• **PROVIDED RECORDS**
= Beginning of Section =

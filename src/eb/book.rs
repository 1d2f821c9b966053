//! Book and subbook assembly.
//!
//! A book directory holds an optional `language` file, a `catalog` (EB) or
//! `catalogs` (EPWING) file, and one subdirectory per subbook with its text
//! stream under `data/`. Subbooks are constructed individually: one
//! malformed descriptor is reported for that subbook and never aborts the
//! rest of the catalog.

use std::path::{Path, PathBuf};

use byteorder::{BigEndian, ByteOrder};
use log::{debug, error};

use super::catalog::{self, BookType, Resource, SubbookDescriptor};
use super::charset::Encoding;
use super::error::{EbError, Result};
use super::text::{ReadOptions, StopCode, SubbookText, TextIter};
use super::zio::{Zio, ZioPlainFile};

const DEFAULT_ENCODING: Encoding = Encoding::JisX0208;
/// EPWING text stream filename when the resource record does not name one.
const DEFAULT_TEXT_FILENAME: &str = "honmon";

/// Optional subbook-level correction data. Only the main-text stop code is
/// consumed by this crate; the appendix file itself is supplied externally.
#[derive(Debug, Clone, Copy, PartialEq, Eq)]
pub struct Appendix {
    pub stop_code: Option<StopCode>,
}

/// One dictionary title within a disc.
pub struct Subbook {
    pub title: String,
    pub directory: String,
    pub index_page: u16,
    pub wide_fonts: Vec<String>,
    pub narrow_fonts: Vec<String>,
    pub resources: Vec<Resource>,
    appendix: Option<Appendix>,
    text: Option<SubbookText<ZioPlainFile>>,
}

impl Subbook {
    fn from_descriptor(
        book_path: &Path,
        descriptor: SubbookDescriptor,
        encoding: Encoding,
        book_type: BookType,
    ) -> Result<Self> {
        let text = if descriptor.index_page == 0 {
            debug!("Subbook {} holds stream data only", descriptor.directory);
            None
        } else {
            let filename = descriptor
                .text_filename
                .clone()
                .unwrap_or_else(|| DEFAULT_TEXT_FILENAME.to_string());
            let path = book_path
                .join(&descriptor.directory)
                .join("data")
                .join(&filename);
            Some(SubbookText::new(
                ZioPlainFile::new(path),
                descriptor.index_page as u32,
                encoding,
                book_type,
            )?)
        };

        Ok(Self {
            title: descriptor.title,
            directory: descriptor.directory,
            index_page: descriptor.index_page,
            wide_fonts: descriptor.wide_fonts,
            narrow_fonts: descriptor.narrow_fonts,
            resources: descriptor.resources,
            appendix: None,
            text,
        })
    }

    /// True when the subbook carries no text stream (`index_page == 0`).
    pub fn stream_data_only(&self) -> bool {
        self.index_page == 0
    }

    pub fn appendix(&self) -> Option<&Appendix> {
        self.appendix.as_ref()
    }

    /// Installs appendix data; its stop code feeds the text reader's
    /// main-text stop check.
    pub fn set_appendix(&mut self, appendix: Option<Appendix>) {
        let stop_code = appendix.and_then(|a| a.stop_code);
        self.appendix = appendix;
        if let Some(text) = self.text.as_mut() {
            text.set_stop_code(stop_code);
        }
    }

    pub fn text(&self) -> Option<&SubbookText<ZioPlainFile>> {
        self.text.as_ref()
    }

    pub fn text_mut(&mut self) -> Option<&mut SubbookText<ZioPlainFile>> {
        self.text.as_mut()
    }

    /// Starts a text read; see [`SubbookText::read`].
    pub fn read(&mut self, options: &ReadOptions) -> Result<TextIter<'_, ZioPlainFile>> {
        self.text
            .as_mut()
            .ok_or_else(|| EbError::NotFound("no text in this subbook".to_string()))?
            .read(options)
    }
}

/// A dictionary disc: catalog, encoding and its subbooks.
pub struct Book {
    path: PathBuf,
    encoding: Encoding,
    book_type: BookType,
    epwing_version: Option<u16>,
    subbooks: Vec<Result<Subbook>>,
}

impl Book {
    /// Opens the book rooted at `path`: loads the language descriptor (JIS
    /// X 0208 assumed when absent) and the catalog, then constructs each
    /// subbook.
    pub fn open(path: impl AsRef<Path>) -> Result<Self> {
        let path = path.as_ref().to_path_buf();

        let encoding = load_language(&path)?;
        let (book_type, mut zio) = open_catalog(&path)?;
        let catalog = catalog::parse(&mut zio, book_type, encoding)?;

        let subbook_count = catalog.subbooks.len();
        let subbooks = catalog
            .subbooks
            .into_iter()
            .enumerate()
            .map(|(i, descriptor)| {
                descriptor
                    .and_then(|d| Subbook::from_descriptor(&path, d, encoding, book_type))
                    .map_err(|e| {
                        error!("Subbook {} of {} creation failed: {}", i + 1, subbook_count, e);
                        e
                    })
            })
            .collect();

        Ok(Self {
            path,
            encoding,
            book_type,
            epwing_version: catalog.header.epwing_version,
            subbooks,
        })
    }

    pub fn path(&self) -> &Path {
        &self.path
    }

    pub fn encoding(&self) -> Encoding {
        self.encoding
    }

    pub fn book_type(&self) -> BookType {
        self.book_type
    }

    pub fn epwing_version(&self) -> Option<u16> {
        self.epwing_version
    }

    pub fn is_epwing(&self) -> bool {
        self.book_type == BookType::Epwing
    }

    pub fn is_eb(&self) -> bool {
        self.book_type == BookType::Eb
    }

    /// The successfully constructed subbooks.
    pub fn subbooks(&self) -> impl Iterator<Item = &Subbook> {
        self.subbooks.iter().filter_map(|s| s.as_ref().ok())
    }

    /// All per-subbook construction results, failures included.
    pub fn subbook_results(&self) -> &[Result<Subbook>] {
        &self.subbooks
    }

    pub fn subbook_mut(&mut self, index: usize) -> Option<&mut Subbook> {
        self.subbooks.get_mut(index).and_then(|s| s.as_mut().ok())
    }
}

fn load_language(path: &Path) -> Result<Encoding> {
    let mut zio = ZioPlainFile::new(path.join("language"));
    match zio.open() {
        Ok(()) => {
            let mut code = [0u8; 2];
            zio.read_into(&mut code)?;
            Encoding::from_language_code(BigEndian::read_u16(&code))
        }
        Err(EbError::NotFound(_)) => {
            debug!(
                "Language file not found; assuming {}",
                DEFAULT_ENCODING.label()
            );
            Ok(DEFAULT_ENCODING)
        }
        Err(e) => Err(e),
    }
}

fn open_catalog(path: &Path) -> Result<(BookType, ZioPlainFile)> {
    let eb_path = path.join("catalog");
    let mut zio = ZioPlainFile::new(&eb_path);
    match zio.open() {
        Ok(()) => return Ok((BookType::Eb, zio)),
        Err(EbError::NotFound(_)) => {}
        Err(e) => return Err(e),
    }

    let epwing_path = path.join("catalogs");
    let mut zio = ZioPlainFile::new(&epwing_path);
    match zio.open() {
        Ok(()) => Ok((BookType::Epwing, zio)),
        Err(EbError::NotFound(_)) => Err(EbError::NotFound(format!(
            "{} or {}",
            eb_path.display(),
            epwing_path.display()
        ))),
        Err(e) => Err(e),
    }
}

= End of Section =

• **WORK ITEM**
Full transcription, please: every entry, exactly as written.

• **ANSWER AREA**
filename src/eb/book.rs
repository 1d2f821c9b966053
//! Book and subbook assembly.
//!
//! A book directory holds an optional `language` file, a `catalog` (EB) or
//! `catalogs` (EPWING) file, and one subdirectory per subbook with its text
//! stream under `data/`. Subbooks are constructed individually: one
//! malformed descriptor is reported for that subbook and never aborts the
//! rest of the catalog.

use std::path::{Path, PathBuf};

use byteorder::{BigEndian, ByteOrder};
use log::{debug, error};

use super::catalog::{self, BookType, Resource, SubbookDescriptor};
use super::charset::Encoding;
use super::error::{EbError, Result};
use super::text::{ReadOptions, StopCode, SubbookText, TextIter};
use super::zio::{Zio, ZioPlainFile};

const DEFAULT_ENCODING: Encoding = Encoding::JisX0208;
/// EPWING text stream filename when the resource record does not name one.
const DEFAULT_TEXT_FILENAME: &str = "honmon";

/// Optional subbook-level correction data. Only the main-text stop code is
/// consumed by this crate; the appendix file itself is supplied externally.
#[derive(Debug, Clone, Copy, PartialEq, Eq)]
pub struct Appendix {
    pub stop_code: Option<StopCode>,
}

/// One dictionary title within a disc.
pub struct Subbook {
    pub title: String,
    pub directory: String,
    pub index_page: u16,
    pub wide_fonts: Vec<String>,
    pub narrow_fonts: Vec<String>,
    pub resources: Vec<Resource>,
    appendix: Option<Appendix>,
    text: Option<SubbookText<ZioPlainFile>>,
}

impl Subbook {
    fn from_descriptor(
        book_path: &Path,
        descriptor: SubbookDescriptor,
        encoding: Encoding,
        book_type: BookType,
    ) -> Result<Self> {
        let text = if descriptor.index_page == 0 {
            debug!("Subbook {} holds stream data only", descriptor.directory);
            None
        } else {
            let filename = descriptor
                .text_filename
                .clone()
                .unwrap_or_else(|| DEFAULT_TEXT_FILENAME.to_string());
            let path = book_path
                .join(&descriptor.directory)
                .join("data")
                .join(&filename);
            Some(SubbookText::new(
                ZioPlainFile::new(path),
                descriptor.index_page as u32,
                encoding,
                book_type,
            )?)
        };

        Ok(Self {
            title: descriptor.title,
            directory: descriptor.directory,
            index_page: descriptor.index_page,
            wide_fonts: descriptor.wide_fonts,
            narrow_fonts: descriptor.narrow_fonts,
            resources: descriptor.resources,
            appendix: None,
            text,
        })
    }

    /// True when the subbook carries no text stream (`index_page == 0`).
    pub fn stream_data_only(&self) -> bool {
        self.index_page == 0
    }

    pub fn appendix(&self) -> Option<&Appendix> {
        self.appendix.as_ref()
    }

    /// Installs appendix data; its stop code feeds the text reader's
    /// main-text stop check.
    pub fn set_appendix(&mut self, appendix: Option<Appendix>) {
        let stop_code = appendix.and_then(|a| a.stop_code);
        self.appendix = appendix;
        if let Some(text) = self.text.as_mut() {
            text.set_stop_code(stop_code);
        }
    }

    pub fn text(&self) -> Option<&SubbookText<ZioPlainFile>> {
        self.text.as_ref()
    }

    pub fn text_mut(&mut self) -> Option<&mut SubbookText<ZioPlainFile>> {
        self.text.as_mut()
    }

    /// Starts a text read; see [`SubbookText::read`].
    pub fn read(&mut self, options: &ReadOptions) -> Result<TextIter<'_, ZioPlainFile>> {
        self.text
            .as_mut()
            .ok_or_else(|| EbError::NotFound("no text in this subbook".to_string()))?
            .read(options)
    }
}

/// A dictionary disc: catalog, encoding and its subbooks.
pub struct Book {
    path: PathBuf,
    encoding: Encoding,
    book_type: BookType,
    epwing_version: Option<u16>,
    subbooks: Vec<Result<Subbook>>,
}

impl Book {
    /// Opens the book rooted at `path`: loads the language descriptor (JIS
    /// X 0208 assumed when absent) and the catalog, then constructs each
    /// subbook.
    pub fn open(path: impl AsRef<Path>) -> Result<Self> {
        let path = path.as_ref().to_path_buf();

        let encoding = load_language(&path)?;
        let (book_type, mut zio) = open_catalog(&path)?;
        let catalog = catalog::parse(&mut zio, book_type, encoding)?;

        let subbook_count = catalog.subbooks.len();
        let subbooks = catalog
            .subbooks
            .into_iter()
            .enumerate()
            .map(|(i, descriptor)| {
                descriptor
                    .and_then(|d| Subbook::from_descriptor(&path, d, encoding, book_type))
                    .map_err(|e| {
                        error!("Subbook {} of {} creation failed: {}", i + 1, subbook_count, e);
                        e
                    })
            })
            .collect();

        Ok(Self {
            path,
            encoding,
            book_type,
            epwing_version: catalog.header.epwing_version,
            subbooks,
        })
    }

    pub fn path(&self) -> &Path {
        &self.path
    }

    pub fn encoding(&self) -> Encoding {
        self.encoding
    }

    pub fn book_type(&self) -> BookType {
        self.book_type
    }

    pub fn epwing_version(&self) -> Option<u16> {
        self.epwing_version
    }

    pub fn is_epwing(&self) -> bool {
        self.book_type == BookType::Epwing
    }

    pub fn is_eb(&self) -> bool {
        self.book_type == BookType::Eb
    }

    /// The successfully constructed subbooks.
    pub fn subbooks(&self) -> impl Iterator<Item = &Subbook> {
        self.subbooks.iter().filter_map(|s| s.as_ref().ok())
    }

    /// All per-subbook construction results, failures included.
    pub fn subbook_results(&self) -> &[Result<Subbook>] {
        &self.subbooks
    }

    pub fn subbook_mut(&mut self, index: usize) -> Option<&mut Subbook> {
        self.subbooks.get_mut(index).and_then(|s| s.as_mut().ok())
    }
}

fn load_language(path: &Path) -> Result<Encoding> {
    let mut zio = ZioPlainFile::new(path.join("language"));
    match zio.open() {
        Ok(()) => {
            let mut code = [0u8; 2];
            zio.read_into(&mut code)?;
            Encoding::from_language_code(BigEndian::read_u16(&code))
        }
        Err(EbError::NotFound(_)) => {
            debug!(
                "Language file not found; assuming {}",
                DEFAULT_ENCODING.label()
            );
            Ok(DEFAULT_ENCODING)
        }
        Err(e) => Err(e),
    }
}

fn open_catalog(path: &Path) -> Result<(BookType, ZioPlainFile)> {
    let eb_path = path.join("catalog");
    let mut zio = ZioPlainFile::new(&eb_path);
    match zio.open() {
        Ok(()) => return Ok((BookType::Eb, zio)),
        Err(EbError::NotFound(_)) => {}
        Err(e) => return Err(e),
    }

    let epwing_path = path.join("catalogs");
    let mut zio = ZioPlainFile::new(&epwing_path);
    match zio.open() {
        Ok(()) => Ok((BookType::Epwing, zio)),
        Err(EbError::NotFound(_)) => Err(EbError::NotFound(format!(
            "{} or {}",
            eb_path.display(),
            epwing_path.display()
        ))),
        Err(e) => Err(e),
    }
}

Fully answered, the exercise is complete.